*** INFORMATION ***
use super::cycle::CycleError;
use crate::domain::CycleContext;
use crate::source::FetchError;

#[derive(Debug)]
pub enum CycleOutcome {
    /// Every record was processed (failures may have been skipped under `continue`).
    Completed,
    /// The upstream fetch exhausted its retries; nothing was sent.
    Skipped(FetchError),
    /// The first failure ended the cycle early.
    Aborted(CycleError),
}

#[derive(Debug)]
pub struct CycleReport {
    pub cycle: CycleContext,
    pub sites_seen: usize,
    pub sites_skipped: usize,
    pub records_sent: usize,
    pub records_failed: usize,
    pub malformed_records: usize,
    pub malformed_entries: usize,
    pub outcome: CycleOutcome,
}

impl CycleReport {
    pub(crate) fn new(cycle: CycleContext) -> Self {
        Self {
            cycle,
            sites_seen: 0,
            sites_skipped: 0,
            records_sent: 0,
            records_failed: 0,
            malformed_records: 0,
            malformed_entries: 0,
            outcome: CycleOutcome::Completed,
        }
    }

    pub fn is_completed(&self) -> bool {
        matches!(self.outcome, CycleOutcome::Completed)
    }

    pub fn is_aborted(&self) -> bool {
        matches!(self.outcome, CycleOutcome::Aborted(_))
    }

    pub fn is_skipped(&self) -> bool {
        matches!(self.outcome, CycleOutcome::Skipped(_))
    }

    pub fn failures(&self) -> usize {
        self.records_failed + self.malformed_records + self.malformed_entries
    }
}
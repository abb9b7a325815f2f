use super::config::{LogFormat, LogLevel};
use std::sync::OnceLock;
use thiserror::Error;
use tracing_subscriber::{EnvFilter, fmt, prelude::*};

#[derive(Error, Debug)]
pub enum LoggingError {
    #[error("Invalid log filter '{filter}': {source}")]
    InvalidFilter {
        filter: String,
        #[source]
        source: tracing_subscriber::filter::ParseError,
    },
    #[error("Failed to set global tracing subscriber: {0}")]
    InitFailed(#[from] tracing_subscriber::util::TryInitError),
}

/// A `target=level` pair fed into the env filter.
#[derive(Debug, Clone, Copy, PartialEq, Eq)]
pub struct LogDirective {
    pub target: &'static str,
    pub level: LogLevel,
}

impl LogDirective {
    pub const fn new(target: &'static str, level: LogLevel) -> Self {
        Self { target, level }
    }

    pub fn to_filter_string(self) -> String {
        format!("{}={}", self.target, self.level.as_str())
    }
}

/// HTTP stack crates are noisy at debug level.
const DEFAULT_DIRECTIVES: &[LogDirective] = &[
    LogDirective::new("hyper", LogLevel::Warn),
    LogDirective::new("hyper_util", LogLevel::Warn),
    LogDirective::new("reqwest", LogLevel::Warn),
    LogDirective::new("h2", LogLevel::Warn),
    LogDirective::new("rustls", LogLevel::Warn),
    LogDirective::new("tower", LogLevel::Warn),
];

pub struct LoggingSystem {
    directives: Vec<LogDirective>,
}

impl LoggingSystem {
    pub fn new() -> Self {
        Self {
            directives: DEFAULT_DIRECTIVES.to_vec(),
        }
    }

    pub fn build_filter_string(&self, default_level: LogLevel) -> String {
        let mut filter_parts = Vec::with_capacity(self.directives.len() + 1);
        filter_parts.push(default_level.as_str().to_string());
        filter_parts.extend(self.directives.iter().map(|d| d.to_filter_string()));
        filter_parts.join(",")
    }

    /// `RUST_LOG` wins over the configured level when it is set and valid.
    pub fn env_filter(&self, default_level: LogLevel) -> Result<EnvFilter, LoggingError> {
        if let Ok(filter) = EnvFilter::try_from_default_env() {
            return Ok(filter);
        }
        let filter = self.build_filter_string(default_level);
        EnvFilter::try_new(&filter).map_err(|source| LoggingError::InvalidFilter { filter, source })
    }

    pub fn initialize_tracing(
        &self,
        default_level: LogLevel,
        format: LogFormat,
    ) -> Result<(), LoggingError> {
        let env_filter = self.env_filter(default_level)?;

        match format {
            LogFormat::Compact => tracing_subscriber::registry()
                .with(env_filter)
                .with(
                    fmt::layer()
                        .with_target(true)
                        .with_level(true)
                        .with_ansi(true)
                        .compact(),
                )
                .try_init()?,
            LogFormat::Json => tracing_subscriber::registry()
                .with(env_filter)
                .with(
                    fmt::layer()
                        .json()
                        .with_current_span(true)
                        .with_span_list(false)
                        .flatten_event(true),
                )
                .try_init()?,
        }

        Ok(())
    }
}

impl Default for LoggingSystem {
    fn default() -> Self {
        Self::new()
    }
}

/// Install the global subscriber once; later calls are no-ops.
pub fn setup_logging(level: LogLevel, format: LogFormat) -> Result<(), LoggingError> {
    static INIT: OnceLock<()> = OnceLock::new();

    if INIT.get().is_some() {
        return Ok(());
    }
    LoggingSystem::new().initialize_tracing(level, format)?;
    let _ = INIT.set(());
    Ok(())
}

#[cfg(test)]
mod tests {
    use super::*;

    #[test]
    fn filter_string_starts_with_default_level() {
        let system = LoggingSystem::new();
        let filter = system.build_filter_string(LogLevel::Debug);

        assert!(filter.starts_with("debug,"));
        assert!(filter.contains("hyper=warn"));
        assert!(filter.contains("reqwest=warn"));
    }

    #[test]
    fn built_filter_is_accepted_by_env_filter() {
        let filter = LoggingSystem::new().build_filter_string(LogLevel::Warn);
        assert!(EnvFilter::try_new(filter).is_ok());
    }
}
***
### ABOUT THIS TASK:
Both the first line of the data above and the line with "pub fn failures(&self)" must be included; please return exactly those lines and the ones between them.

### RESPONSE FOR THIS EXERCISE:
use super::cycle::CycleError;
use crate::domain::CycleContext;
use crate::source::FetchError;

#[derive(Debug)]
pub enum CycleOutcome {
    /// Every record was processed (failures may have been skipped under `continue`).
    Completed,
    /// The upstream fetch exhausted its retries; nothing was sent.
    Skipped(FetchError),
    /// The first failure ended the cycle early.
    Aborted(CycleError),
}

#[derive(Debug)]
pub struct CycleReport {
    pub cycle: CycleContext,
    pub sites_seen: usize,
    pub sites_skipped: usize,
    pub records_sent: usize,
    pub records_failed: usize,
    pub malformed_records: usize,
    pub malformed_entries: usize,
    pub outcome: CycleOutcome,
}

impl CycleReport {
    pub(crate) fn new(cycle: CycleContext) -> Self {
        Self {
            cycle,
            sites_seen: 0,
            sites_skipped: 0,
            records_sent: 0,
            records_failed: 0,
            malformed_records: 0,
            malformed_entries: 0,
            outcome: CycleOutcome::Completed,
        }
    }

    pub fn is_completed(&self) -> bool {
        matches!(self.outcome, CycleOutcome::Completed)
    }

    pub fn is_aborted(&self) -> bool {
        matches!(self.outcome, CycleOutcome::Aborted(_))
    }

    pub fn is_skipped(&self) -> bool {
        matches!(self.outcome, CycleOutcome::Skipped(_))
    }

    pub fn failures(&self) -> usize {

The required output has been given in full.